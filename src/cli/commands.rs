//! Command implementations

use crate::bindings::parse_manifest;
use crate::codegen::generate_env_interface;
use crate::config::ProjectConfig;
use crate::engine::PatternEngine;
use crate::report::ScanReport;
use crate::rules::{RuleCategory, RuleProfile, Severity, Violation};
use crate::schema::analyze_sql;
use crate::walker::SourceWalker;
use crate::xref::{cross_reference, XrefReport};
use anyhow::{Context, Result};
use std::path::Path;
use tracing::info;

use super::{BindingsArgs, CheckArgs, GenerateArgs, OutputFormat, ScanArgs, SchemaArgs};

/// Run a lexical scan and print the full report; never fails on findings
pub fn scan(root: &Path, args: &ScanArgs, format: OutputFormat) -> Result<()> {
    let report = run_scan(root, &args.profile)?;

    let min_severity = match args.min_severity.as_deref() {
        Some(s) => Some(
            Severity::parse(s).with_context(|| format!("unknown severity: {}", s))?,
        ),
        None => None,
    };
    let categories = parse_categories(&args.category)?;
    let report = report.filtered(min_severity, &categories);

    print_report(&report, format)?;
    Ok(())
}

/// Run the gate: print only critical findings and a pass/fail line.
/// Returns whether the gate passed.
pub fn check(root: &Path, args: &CheckArgs, format: OutputFormat) -> Result<bool> {
    let report = run_scan(root, &args.profile)?;
    let (passed, summary) = report.gate();

    if !passed {
        let critical = report.critical_only();
        print_report(&critical, format)?;
    }
    match format {
        OutputFormat::Text => println!("{}", summary),
        OutputFormat::Json => {}
    }
    Ok(passed)
}

/// Parse and validate every DDL file under the schema directory
pub fn schema(root: &Path, args: &SchemaArgs, format: OutputFormat) -> Result<()> {
    let config = ProjectConfig::load_or_default(root)?;
    let dir_name = args.dir.as_deref().unwrap_or(&config.schema_dir);
    let dir = root.join(dir_name);
    if !dir.exists() {
        anyhow::bail!("schema directory does not exist: {:?}", dir);
    }

    let walker = SourceWalker::new(&dir, &["sql"]).with_skip_dirs(&config.skip_dirs);
    let mut files_scanned = 0usize;
    let mut violations: Vec<Violation> = Vec::new();
    for path in walker.walk() {
        let Ok(text) = std::fs::read_to_string(&path) else {
            continue;
        };
        files_scanned += 1;
        violations.extend(analyze_sql(&path.display().to_string(), &text));
    }
    info!("validated {} schema file(s)", files_scanned);

    let report = ScanReport::new(&dir.display().to_string(), files_scanned, violations);
    print_report(&report, format)?;
    Ok(())
}

/// Cross-reference manifest bindings against env accesses in source
pub fn bindings(root: &Path, args: &BindingsArgs, format: OutputFormat) -> Result<()> {
    let config = ProjectConfig::load_or_default(root)?;
    let registry = load_registry(root, args.manifest.as_deref(), &config)?;

    let walker = SourceWalker::new(root, &config.extensions()).with_skip_dirs(&config.skip_dirs);
    let report = cross_reference(&registry, &walker);

    match format {
        OutputFormat::Json => println!("{}", serde_json::to_string_pretty(&report)?),
        OutputFormat::Text => print_xref_text(&report, registry.len()),
    }
    Ok(())
}

/// Emit the generated Env interface block; in `--check` mode, compare
/// against the output file instead and return whether it is current
pub fn generate(root: &Path, args: &GenerateArgs) -> Result<bool> {
    let config = ProjectConfig::load_or_default(root)?;
    let registry = load_registry(root, args.manifest.as_deref(), &config)?;
    let block = generate_env_interface(&registry);

    match (&args.output, args.check) {
        (Some(output), true) => {
            let path = root.join(output);
            let existing = std::fs::read_to_string(&path).unwrap_or_default();
            if existing == block {
                println!("PASS: {} is up to date", output);
                Ok(true)
            } else {
                println!("FAIL: {} is stale; regenerate it", output);
                Ok(false)
            }
        }
        (Some(output), false) => {
            let path = root.join(output);
            std::fs::write(&path, &block)
                .with_context(|| format!("Failed to write {:?}", path))?;
            println!("Wrote {} binding field(s) to {}", registry.len(), output);
            Ok(true)
        }
        (None, _) => {
            print!("{}", block);
            Ok(true)
        }
    }
}

fn run_scan(root: &Path, profile_name: &str) -> Result<ScanReport> {
    let config = ProjectConfig::load_or_default(root)?;
    let profile = RuleProfile::by_name(profile_name).with_context(|| {
        format!(
            "unknown profile '{}'; expected one of: {}",
            profile_name,
            RuleProfile::names().join(", ")
        )
    })?;
    info!("scanning {:?} with profile {}", root, profile.name);

    let walker = SourceWalker::new(root, &config.extensions()).with_skip_dirs(&config.skip_dirs);
    let engine = PatternEngine::new(profile);
    let outcome = engine.scan_path(root, &walker)?;
    Ok(ScanReport::new(
        &root.display().to_string(),
        outcome.files_scanned,
        outcome.violations,
    ))
}

fn load_registry(
    root: &Path,
    manifest_arg: Option<&str>,
    config: &ProjectConfig,
) -> Result<crate::bindings::BindingRegistry> {
    let manifest = root.join(manifest_arg.unwrap_or(&config.manifest_path));
    let text = std::fs::read_to_string(&manifest)
        .with_context(|| format!("Failed to read manifest: {:?}", manifest))?;
    Ok(parse_manifest(&text))
}

fn parse_categories(raw: &[String]) -> Result<Vec<RuleCategory>> {
    raw.iter()
        .map(|s| RuleCategory::parse(s).with_context(|| format!("unknown category: {}", s)))
        .collect()
}

fn print_report(report: &ScanReport, format: OutputFormat) -> Result<()> {
    match format {
        OutputFormat::Json => println!("{}", report.to_json()?),
        OutputFormat::Text => print!("{}", report.to_text()),
    }
    Ok(())
}

fn print_xref_text(report: &XrefReport, declared: usize) {
    println!("Binding cross-reference ({} declared)", declared);

    if report.is_clean() {
        println!("\nAll bindings line up with source usage.");
        return;
    }
    if !report.declared_unused.is_empty() {
        println!("\nDeclared but never used:");
        for name in &report.declared_unused {
            println!("  - {}", name);
        }
    }
    if !report.used_undeclared.is_empty() {
        println!("\nUsed but not declared:");
        for name in &report.used_undeclared {
            println!("  - {}", name);
        }
    }
    if !report.duplicate_declarations.is_empty() {
        println!("\nDeclared more than once:");
        for name in &report.duplicate_declarations {
            println!("  - {}", name);
        }
    }
}
//! CLI interface using clap
//!
//! Provides the command-line interface for edgelint

mod commands;

pub use commands::*;

use clap::{Parser, Subcommand};

/// edgelint - static analysis and type generation for edge-worker projects
#[derive(Parser, Debug)]
#[command(name = "edgelint")]
#[command(author, version, about, long_about = None)]
#[command(propagate_version = true)]
pub struct Cli {
    /// Path to the project root (defaults to current directory)
    #[arg(short, long, global = true, default_value = ".")]
    pub path: String,

    /// Enable verbose output
    #[arg(short, long, global = true)]
    pub verbose: bool,

    /// Output format (text, json)
    #[arg(short = 'o', long, global = true, default_value = "text")]
    pub format: OutputFormat,

    #[command(subcommand)]
    pub command: Commands,
}

/// Available commands
#[derive(Subcommand, Debug)]
pub enum Commands {
    /// Scan source files against a rule profile (always exits 0)
    Scan(ScanArgs),

    /// Gate on critical violations (exits non-zero if any are found)
    Check(CheckArgs),

    /// Parse and validate the SQL schema files
    Schema(SchemaArgs),

    /// Cross-reference manifest bindings against source usage
    Bindings(BindingsArgs),

    /// Generate the Env interface block from the manifest
    Generate(GenerateArgs),
}

/// Output format
#[derive(Debug, Clone, Copy, PartialEq, Eq, clap::ValueEnum)]
pub enum OutputFormat {
    Text,
    Json,
}

/// Arguments for scan command
#[derive(Parser, Debug)]
pub struct ScanArgs {
    /// Rule profile to apply (all, runtime-compatibility,
    /// cache-consistency, secret-detection, schema-dialect)
    #[arg(short = 'r', long, default_value = "all")]
    pub profile: String,

    /// Drop violations below this severity (critical, warning, info)
    #[arg(long)]
    pub min_severity: Option<String>,

    /// Only report these categories (repeatable)
    #[arg(short, long)]
    pub category: Vec<String>,
}

/// Arguments for check command
#[derive(Parser, Debug)]
pub struct CheckArgs {
    /// Rule profile to apply
    #[arg(short = 'r', long, default_value = "all")]
    pub profile: String,
}

/// Arguments for schema command
#[derive(Parser, Debug)]
pub struct SchemaArgs {
    /// Directory holding DDL files (defaults to the configured
    /// schema directory)
    #[arg(short, long)]
    pub dir: Option<String>,
}

/// Arguments for bindings command
#[derive(Parser, Debug)]
pub struct BindingsArgs {
    /// Manifest file (defaults to the configured manifest path)
    #[arg(short, long)]
    pub manifest: Option<String>,
}

/// Arguments for generate command
#[derive(Parser, Debug)]
pub struct GenerateArgs {
    /// Manifest file (defaults to the configured manifest path)
    #[arg(short, long)]
    pub manifest: Option<String>,

    /// Write the generated block to this file instead of stdout
    #[arg(long)]
    pub output: Option<String>,

    /// Compare against --output instead of writing; fails when stale
    #[arg(long, requires = "output")]
    pub check: bool,
}

impl Cli {
    /// Parse command line arguments
    pub fn parse_args() -> Self {
        Self::parse()
    }
}

#[cfg(test)]
mod tests {
    use super::*;

    #[test]
    fn test_cli_parsing() {
        let cli = Cli::parse_from(["edgelint", "scan", "--profile", "secret-detection"]);
        assert!(matches!(cli.command, Commands::Scan(_)));

        if let Commands::Scan(args) = cli.command {
            assert_eq!(args.profile, "secret-detection");
        }
    }

    #[test]
    fn test_check_command() {
        let cli = Cli::parse_from(["edgelint", "check"]);
        if let Commands::Check(args) = cli.command {
            assert_eq!(args.profile, "all");
        }
    }

    #[test]
    fn test_repeatable_category_filter() {
        let cli = Cli::parse_from([
            "edgelint",
            "scan",
            "-c",
            "secret-exposure",
            "-c",
            "platform-api-misuse",
        ]);
        if let Commands::Scan(args) = cli.command {
            assert_eq!(args.category.len(), 2);
        }
    }

    #[test]
    fn test_generate_check_requires_output() {
        let result = Cli::try_parse_from(["edgelint", "generate", "--check"]);
        assert!(result.is_err());
    }
}
//! Declarative schema expectations
//!
//! Each rule binds column and index expectations to one table name.
//! Tables without a rule are not analyzed for gaps. Like the lexical
//! rule tables, this is immutable data constructed once at startup.

/// A required index: column set, the reason it matters, and whether its
/// absence is only advisory
#[derive(Debug, Clone)]
pub struct IndexRule {
    pub columns: &'static [&'static str],
    pub reason: &'static str,
    pub optional: bool,
}

/// Expectations for one table, looked up by lower-cased name
#[derive(Debug, Clone)]
pub struct SchemaRule {
    pub table: &'static str,
    pub required_columns: &'static [&'static str],
    pub recommended_columns: &'static [&'static str],
    pub required_indexes: &'static [IndexRule],
}

/// Expectation table for the conventional application schema
pub fn schema_rules() -> Vec<SchemaRule> {
    vec![
        SchemaRule {
            table: "users",
            required_columns: &["id", "created_at"],
            recommended_columns: &["updated_at"],
            required_indexes: &[IndexRule {
                columns: &["email"],
                reason: "login looks users up by email",
                optional: false,
            }],
        },
        SchemaRule {
            table: "sessions",
            required_columns: &["id", "user_id", "expires_at"],
            recommended_columns: &["created_at"],
            required_indexes: &[
                IndexRule {
                    columns: &["user_id", "expires_at"],
                    reason: "session cleanup scans by user and expiry",
                    optional: false,
                },
                IndexRule {
                    columns: &["expires_at"],
                    reason: "bulk expiry sweeps scan by expiry alone",
                    optional: true,
                },
            ],
        },
        SchemaRule {
            table: "events",
            required_columns: &["id", "created_at"],
            recommended_columns: &["actor", "kind"],
            required_indexes: &[IndexRule {
                columns: &["created_at"],
                reason: "event queries are time-ranged",
                optional: false,
            }],
        },
        SchemaRule {
            table: "api_keys",
            required_columns: &["id", "user_id", "key_hash", "created_at"],
            recommended_columns: &["revoked_at", "last_used_at"],
            required_indexes: &[IndexRule {
                columns: &["key_hash"],
                reason: "every authenticated request looks keys up by hash",
                optional: false,
            }],
        },
    ]
}

/// Find the rule for a table, if one exists
pub fn rule_for(table: &str) -> Option<SchemaRule> {
    schema_rules().into_iter().find(|r| r.table == table)
}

◆ WHAT YOU ARE ASKED TO DO:
Look through the data above for the string "stale" and copy every line where it appears.

◆ WRITTEN ANSWER:
                println!("FAIL: {} is stale; regenerate it", output);
    /// Compare against --output instead of writing; fails when stale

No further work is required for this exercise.